Problem details → Extract precisely the lines of the entries below, from the first line through the line containing "pub fn new(downstream: Arc<dyn".

Exercise inputs →
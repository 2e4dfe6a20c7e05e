use async_trait::async_trait;
use bytes::Bytes;
use futures::FutureExt as _;
use std::sync::Arc;
use std::time::{Duration, Instant};

use crate::error::CacheError;
use crate::store::{Computed, Fetched, RaceFn, Store};

/// HybridStore layers a fast downstream store over a shared upstream store.
///
/// Reads try downstream first and fall back to upstream, copying the value
/// down with the TTL upstream still has left. Writes go downstream first and
/// stop there if it fails.
///
/// # Example
/// ```ignore
/// let store = HybridStore::new(
///     Arc::new(MemoryStore::new(MemoryStoreConfig::default())),
///     Arc::new(RedisStore::new(RedisStoreConfig::default()).await?),
/// );
/// ```
pub struct HybridStore {
    downstream: Arc<dyn Store>,
    upstream: Arc<dyn Store>,
}

impl HybridStore {
    pub fn new(downstream: Arc<dyn Store>, upstream: Arc<dyn Store>) -> Self {
        HybridStore {
            downstream,
            upstream,
        }
    }

    pub fn downstream(&self) -> &Arc<dyn Store> {
        &self.downstream
    }

    pub fn upstream(&self) -> &Arc<dyn Store> {
        &self.upstream
    }
}

#[async_trait]
impl Store for HybridStore {
    fn name(&self) -> &'static str {
        "hybrid"
    }

    async fn get(&self, key: &str) -> Result<Option<Bytes>, CacheError> {
        match self.downstream.get(key).await {
            Ok(Some(value)) => return Ok(Some(value)),
            Ok(None) => {}
            Err(e) => {
                tracing::debug!(
                    "Downstream read failed, falling back: tier={}, key={}, error={}",
                    self.downstream.name(),
                    key,
                    e
                );
            }
        }

        Ok(self.fetch(key).await?.map(|fetched| fetched.value))
    }

    /// Read from upstream and promote the value to downstream.
    async fn fetch(&self, key: &str) -> Result<Option<Fetched>, CacheError> {
        let Some(fetched) = self.upstream.fetch(key).await? else {
            return Ok(None);
        };

        // Only values that will expire upstream get copied down.
        if let Some(ttl) = fetched.ttl.filter(|ttl| !ttl.is_zero()) {
            match self.downstream.set(key, fetched.value.clone(), ttl).await {
                Ok(()) => {
                    tracing::debug!(
                        "Promoted value to downstream tier: tier={}, key={}",
                        self.downstream.name(),
                        key
                    );
                }
                Err(e) => {
                    tracing::warn!(
                        "Failed to promote value to downstream tier: tier={}, key={}, error={}",
                        self.downstream.name(),
                        key,
                        e
                    );
                }
            }
        }

        Ok(Some(fetched))
    }

    async fn set(&self, key: &str, value: Bytes, ttl: Duration) -> Result<(), CacheError> {
        self.downstream.set(key, value.clone(), ttl).await?;
        self.upstream.set(key, value, ttl).await
    }

    async fn del(&self, keys: &[&str]) -> Result<(), CacheError> {
        self.downstream.del(keys).await?;
        self.upstream.del(keys).await
    }

    async fn clear(&self) -> Result<(), CacheError> {
        self.downstream.clear().await?;
        self.upstream.clear().await
    }

    async fn close(&self) -> Result<(), CacheError> {
        self.downstream.close().await?;
        self.upstream.close().await
    }

    /// Coalesce locally first, then across processes with whatever is left
    /// of `wait_for`.
    async fn race(
        &self,
        key: &str,
        compute: RaceFn,
        wait_for: Duration,
    ) -> Result<Computed, CacheError> {
        let start = Instant::now();
        let upstream = self.upstream.clone();
        let owned_key = key.to_string();

        let upstream_race: RaceFn = Box::new(move || {
            async move {
                let remaining = wait_for.saturating_sub(start.elapsed());
                if remaining.is_zero() {
                    return Err(CacheError::DeadlineExceeded);
                }
                upstream.race(&owned_key, compute, remaining).await
            }
            .boxed()
        });

        self.downstream.race(key, upstream_race, wait_for).await
    }

    fn suppression_ttl(&self) -> Option<Duration> {
        match (
            self.downstream.suppression_ttl(),
            self.upstream.suppression_ttl(),
        ) {
            (Some(down), Some(up)) => Some(down.max(up)),
            (down, up) => down.or(up),
        }
    }
}
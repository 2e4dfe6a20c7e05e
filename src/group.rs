//! Process-local request coalescing.
//!
//! Concurrent callers for the same key await one shared computation. The
//! computation runs on its own task and retires its entry when it finishes,
//! so coalescing only spans callers that overlap in time and a caller that
//! goes away does not strand the key.

use futures::FutureExt as _;
use futures::future::{BoxFuture, Shared};
use std::any::Any;
use std::collections::HashMap;
use std::panic::AssertUnwindSafe;
use std::sync::atomic::{AtomicU64, Ordering};
use std::sync::{Arc, Mutex, PoisonError};

use crate::error::CacheError;
use crate::store::{Computed, RaceFn};

type SharedCall = Shared<BoxFuture<'static, Result<Computed, CacheError>>>;
type Calls = Arc<Mutex<HashMap<String, Call>>>;

/// One generation of concurrent callers for a key.
struct Call {
    generation: u64,
    fut: SharedCall,
}

/// Deduplicates concurrent computations per key within one process.
#[derive(Default)]
pub struct Group {
    calls: Calls,
    next_gen: AtomicU64,
}

impl Group {
    pub fn new() -> Self {
        Self::default()
    }

    /// Run `compute` unless a computation for `key` is already in flight, in
    /// which case wait for that one and return its result.
    ///
    /// The computation is spawned onto the runtime and keeps running when
    /// every caller is dropped. A panicking computation resolves to
    /// [`CacheError::Computation`] for every waiter.
    pub async fn race(&self, key: &str, compute: RaceFn) -> Result<Computed, CacheError> {
        let (generation, fut) = {
            let mut calls = lock(&self.calls);
            match calls.get(key) {
                Some(call) => (call.generation, call.fut.clone()),
                None => {
                    let generation = self.next_gen.fetch_add(1, Ordering::Relaxed);
                    // The task retires its entry under this lock, so it cannot
                    // finish before the entry is inserted below.
                    let fut = Self::spawn(self.calls.clone(), key.to_string(), generation, compute);
                    calls.insert(
                        key.to_string(),
                        Call {
                            generation,
                            fut: fut.clone(),
                        },
                    );
                    (generation, fut)
                }
            }
        };

        let result = fut.await;
        forget(&self.calls, key, generation);
        result
    }

    /// Number of keys with a computation in flight.
    pub fn in_flight(&self) -> usize {
        lock(&self.calls).len()
    }

    fn spawn(calls: Calls, key: String, generation: u64, compute: RaceFn) -> SharedCall {
        let task = tokio::spawn(async move {
            let result = AssertUnwindSafe(async move { compute().await })
                .catch_unwind()
                .await
                .unwrap_or_else(|panic| {
                    Err(CacheError::Computation(format!(
                        "panic: {}",
                        panic_message(&*panic)
                    )))
                });
            forget(&calls, &key, generation);
            result
        });

        task.map(|joined| {
            joined.unwrap_or_else(|e| {
                tracing::debug!("Coalesced computation did not finish: error={}", e);
                Err(CacheError::Cancelled)
            })
        })
        .boxed()
        .shared()
    }
}

fn lock(calls: &Calls) -> std::sync::MutexGuard<'_, HashMap<String, Call>> {
    calls.lock().unwrap_or_else(PoisonError::into_inner)
}

/// Retire `key` only if it still belongs to `generation`; a newer
/// generation may already have replaced it.
fn forget(calls: &Calls, key: &str, generation: u64) {
    let mut calls = lock(calls);
    if calls.get(key).is_some_and(|call| call.generation == generation) {
        calls.remove(key);
    }
}

/// Best-effort text of a caught panic.
pub(crate) fn panic_message(panic: &(dyn Any + Send)) -> String {
    if let Some(s) = panic.downcast_ref::<&str>() {
        s.to_string()
    } else if let Some(s) = panic.downcast_ref::<String>() {
        s.clone()
    } else {
        "unknown panic".to_string()
    }
}
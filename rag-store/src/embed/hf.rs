//! Hosted feature-extraction embedding provider.
//!
//! Delegates to the shared [`HfInferenceService`] and prepends the configured
//! query prefix (`"query: "` for e5-family models).

use std::sync::Arc;

use ai_llm_service::HfInferenceService;

use crate::{EmbeddingsProvider, RagError};

/// Query embedder backed by the hosted inference API.
#[derive(Clone)]
pub struct HfEmbedder {
    svc: Arc<HfInferenceService>,
    query_prefix: String,
}

impl HfEmbedder {
    /// Construct a new embedder around a shared service.
    pub fn new(svc: Arc<HfInferenceService>, query_prefix: impl Into<String>) -> Self {
        Self {
            svc,
            query_prefix: query_prefix.into(),
        }
    }
}

impl EmbeddingsProvider for HfEmbedder {
    fn embed<'a>(
        &'a self,
        text: &'a str,
    ) -> std::pin::Pin<Box<dyn std::future::Future<Output = Result<Vec<f32>, RagError>> + Send + 'a>>
    {
        Box::pin(async move {
            let input = format!("{}{}", self.query_prefix, text);
            self.svc
                .embed(&input)
                .await
                .map_err(|e| RagError::Embedding(e.to_string()))
        })
    }
}
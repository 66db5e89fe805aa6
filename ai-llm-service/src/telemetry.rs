//! Shared `tracing` setup for the workspace binaries.
//!
//! The binary owns the global subscriber; this module only builds the pieces:
//! a compact fmt layer with RFC3339 UTC timestamps and an `EnvFilter` with
//! per-crate level directives.

use std::io::{self, IsTerminal};
use std::str::FromStr;

use tracing::Level;
use tracing_subscriber::filter::Directive;
use tracing_subscriber::fmt::format::Writer;
use tracing_subscriber::fmt::time::FormatTime;
use tracing_subscriber::registry::LookupSpan;
use tracing_subscriber::{EnvFilter, Layer, fmt};

/// Crate targets of this workspace, used for per-crate level directives.
pub const WORKSPACE_TARGETS: [&str; 5] = [
    "ai_llm_service",
    "rag_store",
    "contextor",
    "api",
    "rag_chat_backend",
];

/// RFC3339 UTC timer implemented via `chrono`.
/// Example output: `2025-09-12T10:20:30Z`
#[derive(Clone, Debug, Default)]
struct ChronoRfc3339Utc;

impl FormatTime for ChronoRfc3339Utc {
    fn format_time(&self, w: &mut Writer<'_>) -> std::fmt::Result {
        let now = chrono::Utc::now();
        let s = now.to_rfc3339_opts(chrono::SecondsFormat::Secs, true);
        w.write_str(&s)
    }
}

/// Build the formatting layer.
///
/// - RFC3339 UTC timestamps
/// - Compact single-line format with target and `file:line`
/// - Span close events (duration of instrumented calls)
/// - ANSI colors only when stdout is a terminal
pub fn layer<S>() -> impl Layer<S> + Send + Sync
where
    S: tracing::Subscriber + for<'a> LookupSpan<'a>,
{
    let use_ansi = io::stdout().is_terminal();

    fmt::layer()
        .with_timer(ChronoRfc3339Utc)
        .with_level(true)
        .with_target(true)
        .with_file(true)
        .with_line_number(true)
        .with_ansi(use_ansi)
        .with_span_events(fmt::format::FmtSpan::CLOSE)
        .event_format(fmt::format().compact().with_source_location(true))
}

/// Level directive for one crate target, e.g. `rag_store=debug`.
///
/// Returns `None` for a target that is not a valid directive.
pub fn level_directive(target: &str, level: Level) -> Option<Directive> {
    let s = format!("{target}={}", level.as_str().to_lowercase());
    Directive::from_str(&s).ok()
}

/// `EnvFilter` from `RUST_LOG`, falling back to `default`; when `workspace_level`
/// is set, every crate of this workspace is raised to that level.
///
/// Example: `env_filter_with_level("info", Some(Level::DEBUG))` shows INFO for
/// dependencies and DEBUG for the workspace crates.
pub fn env_filter_with_level(default: &str, workspace_level: Option<Level>) -> EnvFilter {
    let mut filter =
        EnvFilter::try_from_default_env().unwrap_or_else(|_| EnvFilter::new(default));
    if let Some(level) = workspace_level {
        for target in WORKSPACE_TARGETS {
            if let Some(d) = level_directive(target, level) {
                filter = filter.add_directive(d);
            }
        }
    }
    filter
}

#[cfg(test)]
mod tests {
    use super::*;

    #[test]
    fn directive_formats_target_and_level() {
        let d = level_directive("rag_store", Level::DEBUG).unwrap();
        assert_eq!(d.to_string().to_lowercase(), "rag_store=debug");
    }
}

Final answer →
repository 2e4dfe6a20c7e05e
use async_trait::async_trait;
use bytes::Bytes;
use futures::FutureExt as _;
use std::sync::Arc;
use std::time::{Duration, Instant};

use crate::error::CacheError;
use crate::store::{Computed, Fetched, RaceFn, Store};

/// HybridStore layers a fast downstream store over a shared upstream store.
///
/// Reads try downstream first and fall back to upstream, copying the value
/// down with the TTL upstream still has left. Writes go downstream first and
/// stop there if it fails.
///
/// # Example
/// ```ignore
/// let store = HybridStore::new(
///     Arc::new(MemoryStore::new(MemoryStoreConfig::default())),
///     Arc::new(RedisStore::new(RedisStoreConfig::default()).await?),
/// );
/// ```
pub struct HybridStore {
    downstream: Arc<dyn Store>,
    upstream: Arc<dyn Store>,
}

impl HybridStore {
    pub fn new(downstream: Arc<dyn Store>, upstream: Arc<dyn Store>) -> Self {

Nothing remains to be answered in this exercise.